Decorating Arrays in Ember

Josh Clayton

I’ve been working on an Ember pet project that aggregates data from Mint. It has a model named Category that has many TransactionCaches:

// app/models/category.js
import DS from 'ember-data';
const { attr, hasMany } = DS;

export default DS.Model.extend({
  transactionCaches: hasMany('transaction-cache', { async: true }),

  name: attr('string'),
});
// app/models/transaction-cache.js
import DS from 'ember-data';
const { attr, belongsTo } = DS;

export default DS.Model.extend({
  category: belongsTo('category', { async: true }),

  occurredOn: attr('moment'),
  amount: attr('number'),
  averageAmount: attr('number'),
});

A Category might have a name (“Groceries”), and a TransactionCache is an aggregate (amount, 100.0) of all transactions for a given month (occurredOn, October 1, 2013). Additionally, it has a rolling twelve-month average (averageAmount, 125.0) calculated when importing the data.

I created a categories/category-list component which rendered the list of categories:

{{!-- app/templates/components/categories/category-list.hbs --}}
{{#each categories as |category|}}
  {{categories/category-list-item category=category}}
{{/each}}

However, the server returns categories in an unknown order; with over 100 categories in total, this list needs to be sorted in an order that’s meaningful. I started by ordering the list by the most recent average monthly spend, but the data was stored on each category’s associated TransactionCaches instead of on the category itself.

As a first pass, I introduced this data onto Category itself with a computed property:

// app/models/category.js
import DS from 'ember-data';
import Ember from 'ember';
const { attr, hasMany } = DS;
const { computed } = Ember;

export default DS.Model.extend({
  transactionCaches: hasMany('transaction-cache', { async: true }),

  name: attr('string'),

  averageMonthlySpend: computed.alias('_averageAmounts.firstObject'),

  _averageAmounts: computed.mapBy('_sortedTransactionCaches', 'averageAmount'),
  _sortedTransactionCaches: computed.sort('transactionCaches', '_occurredOnSort'),
  _occurredOnSort: ['occurredOn:desc'],
});

Next, I updated the component and template to sort categories by this data:

// app/components/categories/category-list.js
import Ember from 'ember';
const { computed } = Ember;

export default Ember.Component.extend({
  sortedCategories: computed.sort('categories', '_categoriesSort'),
  _categoriesSort: ['averageMonthlySpend:desc'],
});
{{!-- app/templates/components/categories/category-list.hbs --}}
{{#each sortedCategories as |category|}}
  {{categories/category-list-item category=category}}
{{/each}}

While the component and corresponding template seemed like they were in a good place, I didn’t feel great about Category; the introduction of this data caused the file to almost double in size, and given the data model, I felt confident it would likely gravitate towards becoming a God Class.

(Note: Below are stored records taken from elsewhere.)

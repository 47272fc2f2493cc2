//! Configuration loaded from environment variables.

use std::env;
use std::path::PathBuf;

use anyhow::{Context, Result};
use axum::http::HeaderValue;
use tracing::{info, warn};

use crate::menu::{CatalogSettings, DEFAULT_ASSET_LABELS_URL, RoleRestrictions};

/// Application configuration.
#[derive(Debug, Clone)]
pub struct Config {
    /// HTTP server port (default: 3000).
    pub port: u16,

    /// Base URL of the asset label order page (default: the Shelf store).
    pub asset_labels_url: String,

    /// Optional TOML file with per-role menu restrictions.
    pub nav_restrictions_path: Option<PathBuf>,

    /// Optional directory of template overrides.
    pub templates_dir: Option<PathBuf>,

    /// CORS allowed origins (comma-separated, default: "*").
    pub cors_allowed_origins: Vec<String>,
}

impl Default for Config {
    fn default() -> Self {
        Self {
            port: 3000,
            asset_labels_url: DEFAULT_ASSET_LABELS_URL.to_string(),
            nav_restrictions_path: None,
            templates_dir: None,
            cors_allowed_origins: vec!["*".to_string()],
        }
    }
}

impl Config {
    /// Load configuration from environment variables.
    pub fn from_env() -> Result<Self> {
        Self::from_lookup(|key| env::var(key).ok())
    }

    /// Load configuration through an arbitrary variable lookup.
    pub fn from_lookup<F>(lookup: F) -> Result<Self>
    where
        F: Fn(&str) -> Option<String>,
    {
        let defaults = Self::default();

        let port = match lookup("PORT") {
            Some(raw) => raw.parse().context("PORT must be a valid u16")?,
            None => defaults.port,
        };

        let asset_labels_url = lookup("ASSET_LABELS_URL")
            .map(|url| url.trim().to_string())
            .filter(|url| !url.is_empty())
            .unwrap_or(defaults.asset_labels_url);

        let nav_restrictions_path = lookup("NAV_RESTRICTIONS_PATH")
            .filter(|p| !p.is_empty())
            .map(PathBuf::from);

        let templates_dir = lookup("TEMPLATES_DIR")
            .filter(|p| !p.is_empty())
            .map(PathBuf::from);

        let cors_allowed_origins = lookup("CORS_ALLOWED_ORIGINS")
            .map(|v| {
                v.split(',')
                    .map(|s| s.trim().to_string())
                    .filter(|s| !s.is_empty())
                    .collect::<Vec<_>>()
            })
            .filter(|origins| !origins.is_empty())
            .unwrap_or(defaults.cors_allowed_origins);

        Ok(Self {
            port,
            asset_labels_url,
            nav_restrictions_path,
            templates_dir,
            cors_allowed_origins,
        })
    }

    /// Settings for building the navigation catalog.
    pub fn catalog_settings(&self) -> CatalogSettings {
        CatalogSettings {
            asset_labels_url: self.asset_labels_url.clone(),
        }
    }

    /// Explicit CORS origins, or `None` when any origin is allowed.
    ///
    /// Origins that are not valid header values are dropped with a warning.
    pub fn cors_origins(&self) -> Option<Vec<HeaderValue>> {
        if self.cors_allowed_origins.iter().any(|o| o == "*") {
            return None;
        }

        let origins = self
            .cors_allowed_origins
            .iter()
            .filter_map(|origin| {
                HeaderValue::from_str(origin)
                    .inspect_err(|_| warn!(origin = %origin, "ignoring unparseable CORS origin"))
                    .ok()
            })
            .collect();
        Some(origins)
    }

    /// Menu restrictions: the configured file layered over the built-ins,
    /// or the built-ins alone.
    pub fn restrictions(&self) -> Result<RoleRestrictions> {
        match &self.nav_restrictions_path {
            Some(path) => {
                let restrictions = RoleRestrictions::load(path)
                    .with_context(|| format!("failed to load {}", path.display()))?;
                info!(path = %path.display(), "menu restrictions loaded");
                Ok(restrictions)
            }
            None => Ok(RoleRestrictions::builtin()),
        }
    }
}

#[cfg(test)]
#[allow(clippy::unwrap_used, clippy::expect_used)]
mod tests {
    use std::collections::HashMap;

    use super::*;

    fn from_vars(vars: &[(&str, &str)]) -> Result<Config> {
        let vars: HashMap<String, String> = vars
            .iter()
            .map(|(k, v)| (k.to_string(), v.to_string()))
            .collect();
        Config::from_lookup(|key| vars.get(key).cloned())
    }

    #[test]
    fn defaults_when_unset() {
        let config = from_vars(&[]).unwrap();
        assert_eq!(config.port, 3000);
        assert_eq!(config.asset_labels_url, DEFAULT_ASSET_LABELS_URL);
        assert!(config.nav_restrictions_path.is_none());
        assert_eq!(config.cors_allowed_origins, ["*"]);
    }

    #[test]
    fn reads_overrides() {
        let config = from_vars(&[
            ("PORT", "8080"),
            ("ASSET_LABELS_URL", "https://labels.test/order"),
            ("NAV_RESTRICTIONS_PATH", "/etc/shelf/menu.toml"),
            ("CORS_ALLOWED_ORIGINS", "https://a.test, https://b.test,"),
        ])
        .unwrap();

        assert_eq!(config.port, 8080);
        assert_eq!(
            config.catalog_settings().asset_labels_url,
            "https://labels.test/order"
        );
        assert_eq!(
            config.nav_restrictions_path,
            Some(PathBuf::from("/etc/shelf/menu.toml"))
        );
        assert_eq!(
            config.cors_allowed_origins,
            ["https://a.test", "https://b.test"]
        );
    }

    #[test]
    fn wildcard_origin_allows_any() {
        let config = from_vars(&[("CORS_ALLOWED_ORIGINS", "https://a.test,*")]).unwrap();
        assert!(config.cors_origins().is_none());
        assert!(Config::default().cors_origins().is_none());
    }

    #[test]
    fn explicit_origins_skip_invalid_values() {
        let config = from_vars(&[("CORS_ALLOWED_ORIGINS", "https://a.test,bad\norigin")]).unwrap();
        assert_eq!(
            config.cors_origins().unwrap(),
            [HeaderValue::from_static("https://a.test")]
        );
    }

    #[test]
    fn restrictions_default_to_builtin() {
        assert_eq!(
            Config::default().restrictions().unwrap(),
            RoleRestrictions::builtin()
        );
    }

    #[test]
    fn invalid_port_is_error() {
        assert!(from_vars(&[("PORT", "not-a-port")]).is_err());
    }
}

Ember includes ObjectProxy, which allows us to introduce the decorator pattern. It expects one piece of data, content, and additional data can be provided. Any functions not defined on the decorator get proxied to the decorated object.

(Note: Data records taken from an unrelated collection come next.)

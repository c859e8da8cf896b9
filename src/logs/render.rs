use crate::error::{LogsError, Result};
use crate::logs::LogLine;
use chrono::{Local, TimeZone};
use std::fmt;
use std::io::{self, Stdout, Write};
use tracing::debug;

/// Timestamp layout of a rendered line, e.g. `14.07.17 04:40:00 (+0200)`
pub const TIMESTAMP_FORMAT: &str = "%d.%m.%y %H:%M:%S (%z)";

/// Render a log line using the local timezone
pub fn render_line(line: &LogLine) -> String {
    render_line_in(line, &Local)
}

/// Render a log line with its timestamp converted into `tz`
///
/// The offset printed is the one `tz` applies to the line's instant; the
/// offset the source attached to the timestamp is discarded. A timestamp that
/// cannot be parsed is printed as the raw value the source sent.
pub fn render_line_in<Tz>(line: &LogLine, tz: &Tz) -> String
where
    Tz: TimeZone,
    Tz::Offset: fmt::Display,
{
    let stamp = match line.timestamp.to_utc() {
        Some(instant) => instant
            .with_timezone(tz)
            .format(TIMESTAMP_FORMAT)
            .to_string(),
        None => {
            debug!("Unparseable log timestamp {:?}, printing raw value", line.timestamp);
            line.timestamp.to_string()
        }
    };

    format!("{} {}", stamp, line.message)
}

/// Writes rendered log lines to an output stream, one flush per line
pub struct LineRenderer<W: Write> {
    out: W,
    rendered: u64,
}

impl LineRenderer<Stdout> {
    /// Create a renderer writing to standard output
    pub fn stdout() -> Self {
        Self::new(io::stdout())
    }
}

impl<W: Write> LineRenderer<W> {
    pub fn new(out: W) -> Self {
        Self { out, rendered: 0 }
    }

    /// Render a line and write it out immediately
    pub fn print(&mut self, line: &LogLine) -> Result<()> {
        let rendered = render_line(line);
        writeln!(self.out, "{}", rendered).map_err(LogsError::Output)?;
        self.out.flush().map_err(LogsError::Output)?;
        self.rendered += 1;
        Ok(())
    }

    /// Flush anything still held by the underlying writer
    pub fn flush(&mut self) -> Result<()> {
        self.out.flush().map_err(LogsError::Output)
    }

    /// Number of lines written so far
    pub fn rendered(&self) -> u64 {
        self.rendered
    }

    pub fn into_inner(self) -> W {
        self.out
    }
}
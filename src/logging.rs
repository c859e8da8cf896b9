// Diagnostics setup. Standard output carries rendered log lines, so all
// tracing output goes to stderr.

use anyhow::Result;
use tracing_subscriber::{fmt, prelude::*, EnvFilter};

/// Initialize the tracing subscriber
///
/// `RUST_LOG` wins over `level` when set.
pub fn init(level: &str) -> Result<()> {
    let filter = EnvFilter::try_from_default_env()
        .or_else(|_| EnvFilter::try_new(level))
        .or_else(|_| EnvFilter::try_new("warn"))
        .map_err(|e| anyhow::anyhow!("invalid log level: {}", e))?;

    tracing_subscriber::registry()
        .with(
            fmt::layer()
                .with_writer(std::io::stderr)
                .with_target(false),
        )
        .with(filter)
        .try_init()
        .map_err(|e| anyhow::anyhow!("failed to install tracing subscriber: {}", e))?;

    Ok(())
}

// app/decorators/monthly-spending.js
import Ember from 'ember';
const { computed } = Ember;

export default Ember.ObjectProxy.extend({
  averageMonthlySpend: computed.alias('_averageAmounts.firstObject'),

  _averageAmounts: computed.mapBy('_sortedTransactionCaches', 'averageAmount'),
  _sortedTransactionCaches: computed.sort('transactionCaches', '_occurredOnSort'),
  _occurredOnSort: ['occurredOn:desc'],
});

I removed the code I previously added to Category:

// app/models/category.js
import DS from 'ember-data';
const { attr, hasMany } = DS;

export default DS.Model.extend({
  transactionCaches: hasMany('transaction-cache', { async: true }),

  name: attr('string'),
});

And decorated the items in the collection at the component level when sorting:

// app/components/categories/category-list.js
import Ember from 'ember';
import MonthlySpending from 'appname/decorators/monthly-spending';
const { computed } = Ember;

export default Ember.Component.extend({
  sortedCategories: computed.sort('_decoratedCategories', '_categoriesSort'),

  _decoratedCategories: computed.map('categories', (category) => {
    return MonthlySpending.create({ content: category });
  }),
  _categoriesSort: ['averageMonthlySpend:desc'],
});

This pattern ensures Category doesn’t become bloated, and the additional information from TransactionCache is isolated to the decorator itself.